**Data shown:**

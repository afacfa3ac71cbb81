use crate::error::{Error, ErrorKind};
use derive_more::{Display, From};
use exn::ResultExt;
use time::UtcDateTime;

/// Surrogate key of a row in the `series` table.
#[derive(Debug, Display, From, Clone, Copy, PartialEq, Eq, PartialOrd, Ord, Hash)]
pub struct SeriesId(pub i64);

/// A tracked show.
///
/// Only `updated_at` changes after creation: it records when the series was
/// last checked against the catalog site, not when it last gained an episode.
#[derive(Debug, Clone, PartialEq, Eq)]
pub struct Series {
    pub id: SeriesId,
    /// Identifier on the metadata provider (TMDB), unique when present.
    pub tmdb_id: Option<u64>,
    pub title: String,
    pub original_title: Option<String>,
    /// Canonical page of the series on the catalog site, unique when present.
    pub source_url: Option<String>,
    /// ISO 3166-1 country code, e.g. `KR`.
    pub origin_country: Option<String>,
    pub poster_path: Option<String>,
    pub created_at: UtcDateTime,
    pub updated_at: UtcDateTime,
}

/// Attributes of a series that has not been persisted yet.
#[derive(Debug, Clone, Default, PartialEq, Eq)]
pub struct NewSeries {
    pub tmdb_id: Option<u64>,
    pub title: String,
    pub original_title: Option<String>,
    pub source_url: Option<String>,
    pub origin_country: Option<String>,
    pub poster_path: Option<String>,
}
impl NewSeries {
    pub fn new(title: impl Into<String>) -> Self {
        Self { title: title.into(), ..Default::default() }
    }

    pub fn with_tmdb_id(mut self, tmdb_id: impl Into<Option<u64>>) -> Self {
        self.tmdb_id = tmdb_id.into();
        self
    }

    pub fn with_source_url(mut self, url: impl Into<String>) -> Self {
        self.source_url = Some(url.into());
        self
    }

    pub fn with_origin_country(mut self, country: impl Into<String>) -> Self {
        self.origin_country = Some(country.into());
        self
    }
}

/// Outcome of [`Repository::create_series`](crate::Repository::create_series).
///
/// A collision on either unique key is not an error: the identifier of the
/// row that already occupies the key is returned instead. Callers must not
/// assume an `Existing` row carries the attributes they tried to insert.
#[derive(Debug, Clone, Copy, PartialEq, Eq)]
pub enum SeriesInsert {
    Created(SeriesId),
    Existing(SeriesId),
}
impl SeriesInsert {
    pub fn id(&self) -> SeriesId {
        match self {
            Self::Created(id) | Self::Existing(id) => *id,
        }
    }

    pub fn is_created(&self) -> bool {
        matches!(self, Self::Created(_))
    }
}

#[derive(sqlx::FromRow)]
pub(crate) struct SeriesRow {
    pub(crate) id: i64,
    pub(crate) tmdb_id: Option<i64>,
    pub(crate) title: String,
    pub(crate) original_title: Option<String>,
    pub(crate) source_url: Option<String>,
    pub(crate) origin_country: Option<String>,
    pub(crate) poster_path: Option<String>,
    pub(crate) created_at: i64,
    pub(crate) updated_at: i64,
}
impl TryFrom<SeriesRow> for Series {
    type Error = Error;
    fn try_from(row: SeriesRow) -> Result<Self, Self::Error> {
        Ok(Self {
            id: SeriesId(row.id),
            tmdb_id: row
                .tmdb_id
                .map(|id| u64::try_from(id).or_raise(|| ErrorKind::InvalidData("tmdb id")))
                .transpose()?,
            title: row.title,
            original_title: row.original_title,
            source_url: row.source_url,
            origin_country: row.origin_country,
            poster_path: row.poster_path,
            created_at: UtcDateTime::from_unix_timestamp(row.created_at)
                .or_raise(|| ErrorKind::InvalidData("creation date"))?,
            updated_at: UtcDateTime::from_unix_timestamp(row.updated_at)
                .or_raise(|| ErrorKind::InvalidData("update date"))?,
        })
    }
}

**What you should do:** What lines in the entries above include the string "NewSeries"? Return each one.

**Solution to this task:**
pub struct NewSeries {
impl NewSeries {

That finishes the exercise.